» **ACTIVITY**:
Starting with the line containing "-> Result<Option<ProductWithImages>, RepositoryError>" and going on through the line containing "OrderRepository::new(&self.pool)", return the lines of the data below exactly, and only those.

[Stored dataset items]
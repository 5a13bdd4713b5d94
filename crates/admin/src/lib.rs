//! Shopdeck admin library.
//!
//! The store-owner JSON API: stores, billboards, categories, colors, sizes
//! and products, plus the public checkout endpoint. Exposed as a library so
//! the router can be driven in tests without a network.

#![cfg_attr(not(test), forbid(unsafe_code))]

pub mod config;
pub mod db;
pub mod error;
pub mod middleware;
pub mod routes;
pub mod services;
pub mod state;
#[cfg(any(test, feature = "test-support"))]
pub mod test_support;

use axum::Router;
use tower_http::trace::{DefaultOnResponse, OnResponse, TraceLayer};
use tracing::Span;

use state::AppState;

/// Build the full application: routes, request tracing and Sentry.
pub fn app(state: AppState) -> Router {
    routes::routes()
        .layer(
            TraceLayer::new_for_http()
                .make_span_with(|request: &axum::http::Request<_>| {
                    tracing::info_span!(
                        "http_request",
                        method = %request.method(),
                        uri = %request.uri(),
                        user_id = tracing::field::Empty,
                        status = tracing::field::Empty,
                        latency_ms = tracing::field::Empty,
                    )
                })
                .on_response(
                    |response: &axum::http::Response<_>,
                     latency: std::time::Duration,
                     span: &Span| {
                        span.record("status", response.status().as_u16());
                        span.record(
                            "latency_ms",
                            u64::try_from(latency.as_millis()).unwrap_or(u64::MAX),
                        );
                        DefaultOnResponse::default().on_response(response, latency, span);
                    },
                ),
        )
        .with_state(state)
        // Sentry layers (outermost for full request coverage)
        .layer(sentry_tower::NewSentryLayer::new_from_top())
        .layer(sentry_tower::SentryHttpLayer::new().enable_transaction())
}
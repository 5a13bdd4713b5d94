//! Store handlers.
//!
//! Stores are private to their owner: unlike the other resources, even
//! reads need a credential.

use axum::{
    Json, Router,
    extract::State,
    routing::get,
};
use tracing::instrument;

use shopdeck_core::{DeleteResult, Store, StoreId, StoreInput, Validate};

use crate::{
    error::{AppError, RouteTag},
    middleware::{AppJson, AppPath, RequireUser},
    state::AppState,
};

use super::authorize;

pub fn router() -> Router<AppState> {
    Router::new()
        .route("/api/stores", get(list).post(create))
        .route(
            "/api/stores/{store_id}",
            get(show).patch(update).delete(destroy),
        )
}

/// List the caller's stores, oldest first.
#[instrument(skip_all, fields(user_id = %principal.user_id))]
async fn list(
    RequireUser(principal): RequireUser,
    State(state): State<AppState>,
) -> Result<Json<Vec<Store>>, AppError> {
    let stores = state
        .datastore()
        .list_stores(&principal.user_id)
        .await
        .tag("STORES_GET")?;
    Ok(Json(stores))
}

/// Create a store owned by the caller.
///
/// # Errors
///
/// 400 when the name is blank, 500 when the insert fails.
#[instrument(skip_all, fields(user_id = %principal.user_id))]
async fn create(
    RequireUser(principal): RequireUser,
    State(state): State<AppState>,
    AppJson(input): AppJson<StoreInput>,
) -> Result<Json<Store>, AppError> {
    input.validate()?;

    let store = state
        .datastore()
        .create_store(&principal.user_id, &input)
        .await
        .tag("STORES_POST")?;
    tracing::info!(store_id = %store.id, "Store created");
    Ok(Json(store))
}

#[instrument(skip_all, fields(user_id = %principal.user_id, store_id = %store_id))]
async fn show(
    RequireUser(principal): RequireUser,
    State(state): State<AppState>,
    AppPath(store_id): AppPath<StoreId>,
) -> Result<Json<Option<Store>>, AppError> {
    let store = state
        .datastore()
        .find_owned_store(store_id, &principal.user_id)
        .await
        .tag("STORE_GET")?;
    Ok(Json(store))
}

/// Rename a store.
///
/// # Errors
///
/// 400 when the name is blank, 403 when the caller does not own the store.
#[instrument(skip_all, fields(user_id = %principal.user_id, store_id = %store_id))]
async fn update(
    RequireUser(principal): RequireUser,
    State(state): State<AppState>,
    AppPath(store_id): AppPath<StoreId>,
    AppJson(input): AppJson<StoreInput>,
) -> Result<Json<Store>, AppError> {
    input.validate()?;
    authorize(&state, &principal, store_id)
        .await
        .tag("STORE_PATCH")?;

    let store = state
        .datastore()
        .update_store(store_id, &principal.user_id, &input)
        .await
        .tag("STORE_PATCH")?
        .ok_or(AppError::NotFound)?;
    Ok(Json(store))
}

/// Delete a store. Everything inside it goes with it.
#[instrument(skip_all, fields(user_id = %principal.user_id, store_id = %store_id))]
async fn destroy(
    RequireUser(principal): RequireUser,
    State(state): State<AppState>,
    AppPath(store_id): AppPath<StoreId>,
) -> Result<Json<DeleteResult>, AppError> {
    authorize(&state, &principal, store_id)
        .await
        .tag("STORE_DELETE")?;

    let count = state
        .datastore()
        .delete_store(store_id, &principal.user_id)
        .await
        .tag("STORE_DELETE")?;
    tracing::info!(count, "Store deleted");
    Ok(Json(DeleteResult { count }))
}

...

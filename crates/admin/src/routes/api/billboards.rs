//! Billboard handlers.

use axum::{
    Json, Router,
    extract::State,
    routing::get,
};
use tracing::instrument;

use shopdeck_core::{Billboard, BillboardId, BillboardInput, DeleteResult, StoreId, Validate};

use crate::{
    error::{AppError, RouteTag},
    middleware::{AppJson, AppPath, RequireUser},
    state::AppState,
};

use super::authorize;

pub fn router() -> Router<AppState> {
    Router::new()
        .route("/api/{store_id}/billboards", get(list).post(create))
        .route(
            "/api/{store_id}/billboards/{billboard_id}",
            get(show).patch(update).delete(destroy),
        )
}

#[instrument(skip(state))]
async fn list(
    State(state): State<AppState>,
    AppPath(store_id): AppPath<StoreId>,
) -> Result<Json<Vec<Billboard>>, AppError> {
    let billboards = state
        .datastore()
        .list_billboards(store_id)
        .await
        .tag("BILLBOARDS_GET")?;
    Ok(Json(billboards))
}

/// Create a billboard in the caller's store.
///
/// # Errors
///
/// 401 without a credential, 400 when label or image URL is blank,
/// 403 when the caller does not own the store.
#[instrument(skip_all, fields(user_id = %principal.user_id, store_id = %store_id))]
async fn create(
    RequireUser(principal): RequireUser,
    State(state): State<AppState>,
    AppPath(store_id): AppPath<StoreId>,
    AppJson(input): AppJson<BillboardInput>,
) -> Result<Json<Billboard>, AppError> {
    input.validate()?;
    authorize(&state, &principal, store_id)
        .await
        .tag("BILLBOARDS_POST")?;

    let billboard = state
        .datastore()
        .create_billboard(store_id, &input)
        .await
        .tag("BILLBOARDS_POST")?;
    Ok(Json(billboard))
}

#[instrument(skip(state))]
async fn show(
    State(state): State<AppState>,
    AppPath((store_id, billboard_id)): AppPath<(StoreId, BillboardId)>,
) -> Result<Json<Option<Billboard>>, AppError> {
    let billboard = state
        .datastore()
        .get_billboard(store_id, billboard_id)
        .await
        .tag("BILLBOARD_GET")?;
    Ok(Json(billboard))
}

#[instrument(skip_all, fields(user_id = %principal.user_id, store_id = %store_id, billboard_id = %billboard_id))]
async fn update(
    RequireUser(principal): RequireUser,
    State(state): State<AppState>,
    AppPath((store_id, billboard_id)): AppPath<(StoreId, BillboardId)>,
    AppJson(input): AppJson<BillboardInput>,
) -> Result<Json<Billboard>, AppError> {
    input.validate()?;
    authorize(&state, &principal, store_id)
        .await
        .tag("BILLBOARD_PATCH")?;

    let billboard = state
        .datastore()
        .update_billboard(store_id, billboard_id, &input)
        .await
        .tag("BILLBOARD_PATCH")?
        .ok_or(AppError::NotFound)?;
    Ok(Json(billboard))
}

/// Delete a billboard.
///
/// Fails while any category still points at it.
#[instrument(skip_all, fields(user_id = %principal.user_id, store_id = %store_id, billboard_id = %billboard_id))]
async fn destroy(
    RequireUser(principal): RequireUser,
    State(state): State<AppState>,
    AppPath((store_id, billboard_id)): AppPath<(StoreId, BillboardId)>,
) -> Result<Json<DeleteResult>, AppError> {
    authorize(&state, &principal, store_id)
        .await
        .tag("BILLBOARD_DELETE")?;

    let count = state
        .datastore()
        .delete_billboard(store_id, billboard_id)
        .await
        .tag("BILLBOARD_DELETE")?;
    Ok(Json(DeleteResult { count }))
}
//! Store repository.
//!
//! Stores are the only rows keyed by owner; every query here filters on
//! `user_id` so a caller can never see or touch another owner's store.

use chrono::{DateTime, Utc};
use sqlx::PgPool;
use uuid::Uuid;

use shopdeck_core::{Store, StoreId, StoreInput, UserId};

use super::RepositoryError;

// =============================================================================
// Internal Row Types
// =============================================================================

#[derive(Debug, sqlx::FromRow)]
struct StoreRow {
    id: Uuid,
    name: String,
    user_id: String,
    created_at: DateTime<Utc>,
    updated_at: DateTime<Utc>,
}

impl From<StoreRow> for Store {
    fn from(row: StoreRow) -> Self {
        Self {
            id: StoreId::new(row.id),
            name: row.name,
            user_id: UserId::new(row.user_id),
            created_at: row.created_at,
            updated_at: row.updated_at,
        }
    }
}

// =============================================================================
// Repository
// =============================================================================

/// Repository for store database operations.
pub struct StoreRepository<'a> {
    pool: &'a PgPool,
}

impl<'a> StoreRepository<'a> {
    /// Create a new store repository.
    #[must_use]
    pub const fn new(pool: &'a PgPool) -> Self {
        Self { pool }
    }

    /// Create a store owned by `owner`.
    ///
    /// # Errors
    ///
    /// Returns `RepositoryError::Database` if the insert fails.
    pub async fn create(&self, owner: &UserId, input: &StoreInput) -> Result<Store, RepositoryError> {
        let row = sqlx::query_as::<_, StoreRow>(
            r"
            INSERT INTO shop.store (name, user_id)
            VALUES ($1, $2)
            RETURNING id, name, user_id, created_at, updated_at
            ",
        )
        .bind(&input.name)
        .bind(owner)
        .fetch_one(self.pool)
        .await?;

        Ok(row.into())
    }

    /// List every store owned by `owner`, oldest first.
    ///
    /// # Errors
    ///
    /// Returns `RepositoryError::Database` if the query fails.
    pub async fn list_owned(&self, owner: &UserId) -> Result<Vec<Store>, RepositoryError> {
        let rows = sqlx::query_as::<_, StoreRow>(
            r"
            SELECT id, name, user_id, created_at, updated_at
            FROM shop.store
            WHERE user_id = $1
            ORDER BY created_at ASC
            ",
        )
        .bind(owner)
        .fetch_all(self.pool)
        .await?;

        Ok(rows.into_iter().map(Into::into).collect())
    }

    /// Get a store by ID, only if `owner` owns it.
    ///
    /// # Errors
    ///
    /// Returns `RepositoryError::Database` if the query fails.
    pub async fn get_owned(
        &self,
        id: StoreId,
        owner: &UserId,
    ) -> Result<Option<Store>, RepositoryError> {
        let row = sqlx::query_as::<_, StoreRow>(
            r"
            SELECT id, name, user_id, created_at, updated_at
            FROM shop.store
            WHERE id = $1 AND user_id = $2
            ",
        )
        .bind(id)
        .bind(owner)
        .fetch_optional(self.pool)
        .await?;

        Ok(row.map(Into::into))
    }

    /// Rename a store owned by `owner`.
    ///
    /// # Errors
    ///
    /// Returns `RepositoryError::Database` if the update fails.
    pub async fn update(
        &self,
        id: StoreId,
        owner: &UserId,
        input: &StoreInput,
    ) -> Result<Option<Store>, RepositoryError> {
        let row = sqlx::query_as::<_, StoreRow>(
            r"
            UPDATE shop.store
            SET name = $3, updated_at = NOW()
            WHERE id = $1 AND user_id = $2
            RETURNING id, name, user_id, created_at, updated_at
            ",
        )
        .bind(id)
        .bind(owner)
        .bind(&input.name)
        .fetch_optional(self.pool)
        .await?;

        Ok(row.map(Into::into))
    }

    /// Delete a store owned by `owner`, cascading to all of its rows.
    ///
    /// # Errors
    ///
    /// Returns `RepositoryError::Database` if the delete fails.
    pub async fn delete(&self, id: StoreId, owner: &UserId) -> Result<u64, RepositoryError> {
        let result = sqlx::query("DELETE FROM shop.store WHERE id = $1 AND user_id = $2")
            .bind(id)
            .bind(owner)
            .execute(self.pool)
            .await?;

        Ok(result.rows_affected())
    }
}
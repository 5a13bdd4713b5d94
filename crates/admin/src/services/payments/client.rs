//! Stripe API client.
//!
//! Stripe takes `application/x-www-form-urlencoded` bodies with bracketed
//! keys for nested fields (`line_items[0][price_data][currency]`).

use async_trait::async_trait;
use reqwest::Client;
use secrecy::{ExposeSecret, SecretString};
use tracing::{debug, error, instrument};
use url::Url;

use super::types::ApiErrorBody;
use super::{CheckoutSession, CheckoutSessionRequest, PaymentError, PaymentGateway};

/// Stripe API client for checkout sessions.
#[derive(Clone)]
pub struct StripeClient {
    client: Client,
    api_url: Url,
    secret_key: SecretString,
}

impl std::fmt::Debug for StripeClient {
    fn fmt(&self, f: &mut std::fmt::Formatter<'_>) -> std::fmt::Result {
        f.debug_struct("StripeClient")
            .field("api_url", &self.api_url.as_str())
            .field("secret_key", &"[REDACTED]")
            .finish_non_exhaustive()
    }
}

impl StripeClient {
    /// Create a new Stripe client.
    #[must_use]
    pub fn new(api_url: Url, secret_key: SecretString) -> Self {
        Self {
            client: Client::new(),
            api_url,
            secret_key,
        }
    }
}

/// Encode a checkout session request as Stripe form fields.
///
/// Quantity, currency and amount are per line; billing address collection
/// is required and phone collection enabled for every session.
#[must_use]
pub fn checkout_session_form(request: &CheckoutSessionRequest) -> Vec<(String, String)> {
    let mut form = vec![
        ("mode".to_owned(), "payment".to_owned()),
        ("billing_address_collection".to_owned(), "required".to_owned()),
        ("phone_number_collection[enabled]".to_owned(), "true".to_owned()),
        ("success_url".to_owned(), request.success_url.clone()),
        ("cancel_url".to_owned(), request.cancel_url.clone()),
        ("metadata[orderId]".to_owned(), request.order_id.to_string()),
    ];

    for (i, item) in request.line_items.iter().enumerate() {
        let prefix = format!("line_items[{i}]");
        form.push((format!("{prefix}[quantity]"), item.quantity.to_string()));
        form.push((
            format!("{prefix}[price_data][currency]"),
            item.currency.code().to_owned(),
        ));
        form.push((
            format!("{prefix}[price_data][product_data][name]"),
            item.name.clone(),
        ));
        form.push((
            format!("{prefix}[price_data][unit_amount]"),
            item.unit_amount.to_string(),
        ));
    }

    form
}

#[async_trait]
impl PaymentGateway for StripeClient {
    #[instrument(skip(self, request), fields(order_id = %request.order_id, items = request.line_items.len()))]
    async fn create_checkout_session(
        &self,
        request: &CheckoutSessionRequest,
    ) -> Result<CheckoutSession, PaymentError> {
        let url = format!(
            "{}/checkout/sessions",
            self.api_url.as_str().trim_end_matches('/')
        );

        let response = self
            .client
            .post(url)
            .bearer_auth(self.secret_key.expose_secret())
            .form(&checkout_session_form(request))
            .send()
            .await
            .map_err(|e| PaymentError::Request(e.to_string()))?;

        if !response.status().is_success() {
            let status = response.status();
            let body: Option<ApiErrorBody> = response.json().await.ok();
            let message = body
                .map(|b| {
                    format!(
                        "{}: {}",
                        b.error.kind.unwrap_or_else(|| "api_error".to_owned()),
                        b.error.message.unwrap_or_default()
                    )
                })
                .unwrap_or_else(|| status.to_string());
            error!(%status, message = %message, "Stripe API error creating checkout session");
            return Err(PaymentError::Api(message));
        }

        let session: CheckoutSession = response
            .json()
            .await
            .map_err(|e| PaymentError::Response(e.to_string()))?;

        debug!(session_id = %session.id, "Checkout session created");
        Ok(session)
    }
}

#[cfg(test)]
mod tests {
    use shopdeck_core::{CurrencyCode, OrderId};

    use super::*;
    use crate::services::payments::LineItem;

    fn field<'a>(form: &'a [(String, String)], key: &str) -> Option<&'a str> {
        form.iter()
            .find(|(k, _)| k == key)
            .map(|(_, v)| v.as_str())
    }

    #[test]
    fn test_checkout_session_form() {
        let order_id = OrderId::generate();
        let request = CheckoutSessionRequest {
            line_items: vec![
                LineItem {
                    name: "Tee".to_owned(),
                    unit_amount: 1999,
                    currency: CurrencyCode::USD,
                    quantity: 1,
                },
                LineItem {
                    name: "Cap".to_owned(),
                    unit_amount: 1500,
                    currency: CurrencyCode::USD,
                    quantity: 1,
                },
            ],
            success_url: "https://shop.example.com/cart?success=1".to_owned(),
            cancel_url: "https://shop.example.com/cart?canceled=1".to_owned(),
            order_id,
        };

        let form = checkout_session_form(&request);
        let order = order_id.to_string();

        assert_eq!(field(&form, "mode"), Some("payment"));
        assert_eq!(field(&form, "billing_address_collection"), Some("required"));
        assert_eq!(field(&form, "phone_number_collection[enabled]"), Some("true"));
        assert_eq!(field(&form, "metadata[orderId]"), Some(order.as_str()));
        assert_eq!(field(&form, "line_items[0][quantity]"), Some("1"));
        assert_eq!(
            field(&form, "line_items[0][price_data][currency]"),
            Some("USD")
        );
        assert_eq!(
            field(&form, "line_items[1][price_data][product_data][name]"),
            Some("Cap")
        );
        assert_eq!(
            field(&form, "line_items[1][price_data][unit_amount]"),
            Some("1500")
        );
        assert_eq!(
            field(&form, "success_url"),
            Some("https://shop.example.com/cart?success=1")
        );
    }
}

---

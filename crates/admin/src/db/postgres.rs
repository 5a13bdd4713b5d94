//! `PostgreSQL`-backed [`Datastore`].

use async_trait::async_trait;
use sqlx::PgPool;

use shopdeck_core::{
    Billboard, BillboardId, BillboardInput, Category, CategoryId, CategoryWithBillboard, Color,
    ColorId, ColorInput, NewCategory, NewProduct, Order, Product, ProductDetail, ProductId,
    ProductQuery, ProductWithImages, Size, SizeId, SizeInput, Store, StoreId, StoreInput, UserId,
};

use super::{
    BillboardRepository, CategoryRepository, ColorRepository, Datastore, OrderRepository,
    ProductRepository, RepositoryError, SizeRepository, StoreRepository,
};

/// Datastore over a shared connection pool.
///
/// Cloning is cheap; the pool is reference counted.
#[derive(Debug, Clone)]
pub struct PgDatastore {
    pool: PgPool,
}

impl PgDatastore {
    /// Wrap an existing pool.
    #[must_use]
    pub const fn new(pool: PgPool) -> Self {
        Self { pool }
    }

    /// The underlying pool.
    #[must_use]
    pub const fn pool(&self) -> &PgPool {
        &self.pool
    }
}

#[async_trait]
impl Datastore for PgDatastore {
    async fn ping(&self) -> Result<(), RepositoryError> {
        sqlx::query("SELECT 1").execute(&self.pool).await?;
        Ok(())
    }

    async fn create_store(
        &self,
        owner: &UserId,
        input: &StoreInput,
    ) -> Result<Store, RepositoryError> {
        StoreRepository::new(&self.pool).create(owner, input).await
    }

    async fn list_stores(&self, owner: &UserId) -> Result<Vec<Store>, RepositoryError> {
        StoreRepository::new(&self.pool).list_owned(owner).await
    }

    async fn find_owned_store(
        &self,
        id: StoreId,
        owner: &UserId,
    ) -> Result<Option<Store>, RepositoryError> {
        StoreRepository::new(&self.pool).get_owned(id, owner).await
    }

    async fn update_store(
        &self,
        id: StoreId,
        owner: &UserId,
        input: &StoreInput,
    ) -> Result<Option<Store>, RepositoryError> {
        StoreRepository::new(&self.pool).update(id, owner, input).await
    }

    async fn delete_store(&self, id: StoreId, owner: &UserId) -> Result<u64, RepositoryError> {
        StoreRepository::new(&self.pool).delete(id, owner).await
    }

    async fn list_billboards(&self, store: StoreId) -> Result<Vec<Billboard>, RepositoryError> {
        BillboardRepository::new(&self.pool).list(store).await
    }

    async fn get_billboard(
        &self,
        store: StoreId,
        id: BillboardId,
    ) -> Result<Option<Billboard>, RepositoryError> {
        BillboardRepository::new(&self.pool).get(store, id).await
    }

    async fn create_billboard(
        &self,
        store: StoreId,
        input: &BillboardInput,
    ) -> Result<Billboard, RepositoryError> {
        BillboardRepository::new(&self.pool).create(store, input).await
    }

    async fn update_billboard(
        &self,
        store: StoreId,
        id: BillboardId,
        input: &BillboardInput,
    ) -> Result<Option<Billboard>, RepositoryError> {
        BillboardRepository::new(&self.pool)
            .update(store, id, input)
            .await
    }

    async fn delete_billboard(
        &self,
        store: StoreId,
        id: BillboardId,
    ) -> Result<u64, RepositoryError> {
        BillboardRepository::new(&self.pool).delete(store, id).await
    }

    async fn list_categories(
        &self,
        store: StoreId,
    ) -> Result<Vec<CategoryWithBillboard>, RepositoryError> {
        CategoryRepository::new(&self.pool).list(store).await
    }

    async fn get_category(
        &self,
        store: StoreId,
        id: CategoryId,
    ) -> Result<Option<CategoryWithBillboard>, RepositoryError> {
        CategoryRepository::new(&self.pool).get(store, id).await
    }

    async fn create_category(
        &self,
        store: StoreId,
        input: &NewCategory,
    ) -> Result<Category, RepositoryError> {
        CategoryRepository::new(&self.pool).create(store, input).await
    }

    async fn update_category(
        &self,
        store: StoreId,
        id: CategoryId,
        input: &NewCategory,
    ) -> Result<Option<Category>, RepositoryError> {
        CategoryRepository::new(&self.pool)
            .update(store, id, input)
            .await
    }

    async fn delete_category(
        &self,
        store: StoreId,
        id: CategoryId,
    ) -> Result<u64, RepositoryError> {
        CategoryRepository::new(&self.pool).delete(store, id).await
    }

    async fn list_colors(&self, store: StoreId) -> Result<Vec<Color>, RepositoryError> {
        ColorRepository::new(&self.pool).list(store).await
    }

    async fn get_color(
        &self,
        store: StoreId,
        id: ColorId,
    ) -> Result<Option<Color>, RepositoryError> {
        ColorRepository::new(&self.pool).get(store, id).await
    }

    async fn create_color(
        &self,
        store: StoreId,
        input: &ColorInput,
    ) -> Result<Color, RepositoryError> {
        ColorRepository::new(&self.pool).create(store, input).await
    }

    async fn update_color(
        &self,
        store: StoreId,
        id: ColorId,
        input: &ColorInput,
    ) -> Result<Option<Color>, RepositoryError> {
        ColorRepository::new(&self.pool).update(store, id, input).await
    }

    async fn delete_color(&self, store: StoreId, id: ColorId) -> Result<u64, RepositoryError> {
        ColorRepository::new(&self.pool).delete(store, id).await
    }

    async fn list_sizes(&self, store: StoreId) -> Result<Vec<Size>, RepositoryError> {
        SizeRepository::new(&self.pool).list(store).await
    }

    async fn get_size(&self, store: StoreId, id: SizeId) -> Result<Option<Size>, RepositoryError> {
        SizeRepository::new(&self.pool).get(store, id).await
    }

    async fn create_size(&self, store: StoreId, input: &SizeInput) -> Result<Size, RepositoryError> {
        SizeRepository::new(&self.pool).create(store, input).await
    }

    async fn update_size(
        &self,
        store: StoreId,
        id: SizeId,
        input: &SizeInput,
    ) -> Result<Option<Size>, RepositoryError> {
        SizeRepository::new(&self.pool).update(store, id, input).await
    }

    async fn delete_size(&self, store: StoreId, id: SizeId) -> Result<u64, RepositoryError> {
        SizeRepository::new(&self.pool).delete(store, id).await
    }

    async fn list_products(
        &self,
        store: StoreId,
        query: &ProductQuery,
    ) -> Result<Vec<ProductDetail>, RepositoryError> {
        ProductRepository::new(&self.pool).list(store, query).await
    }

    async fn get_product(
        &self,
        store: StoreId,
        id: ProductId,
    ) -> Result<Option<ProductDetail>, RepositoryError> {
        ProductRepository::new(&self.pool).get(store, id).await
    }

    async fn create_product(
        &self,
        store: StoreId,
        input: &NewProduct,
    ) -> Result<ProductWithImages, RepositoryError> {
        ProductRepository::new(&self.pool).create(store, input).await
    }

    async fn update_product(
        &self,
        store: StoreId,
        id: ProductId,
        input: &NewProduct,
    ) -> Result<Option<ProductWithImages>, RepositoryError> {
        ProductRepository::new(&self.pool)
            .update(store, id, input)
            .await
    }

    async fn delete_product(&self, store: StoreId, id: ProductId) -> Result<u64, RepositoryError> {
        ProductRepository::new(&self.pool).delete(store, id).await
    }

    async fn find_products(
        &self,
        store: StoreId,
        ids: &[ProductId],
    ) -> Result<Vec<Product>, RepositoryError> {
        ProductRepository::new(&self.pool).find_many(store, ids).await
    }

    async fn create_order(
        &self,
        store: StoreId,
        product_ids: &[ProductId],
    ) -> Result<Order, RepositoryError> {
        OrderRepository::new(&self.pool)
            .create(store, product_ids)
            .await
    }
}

» **OUTPUT OF THE TASK**:
    ) -> Result<Option<ProductWithImages>, RepositoryError> {
        ProductRepository::new(&self.pool)
            .update(store, id, input)
            .await
    }

    async fn delete_product(&self, store: StoreId, id: ProductId) -> Result<u64, RepositoryError> {
        ProductRepository::new(&self.pool).delete(store, id).await
    }

    async fn find_products(
        &self,
        store: StoreId,
        ids: &[ProductId],
    ) -> Result<Vec<Product>, RepositoryError> {
        ProductRepository::new(&self.pool).find_many(store, ids).await
    }

    async fn create_order(
        &self,
        store: StoreId,
        product_ids: &[ProductId],
    ) -> Result<Order, RepositoryError> {
        OrderRepository::new(&self.pool)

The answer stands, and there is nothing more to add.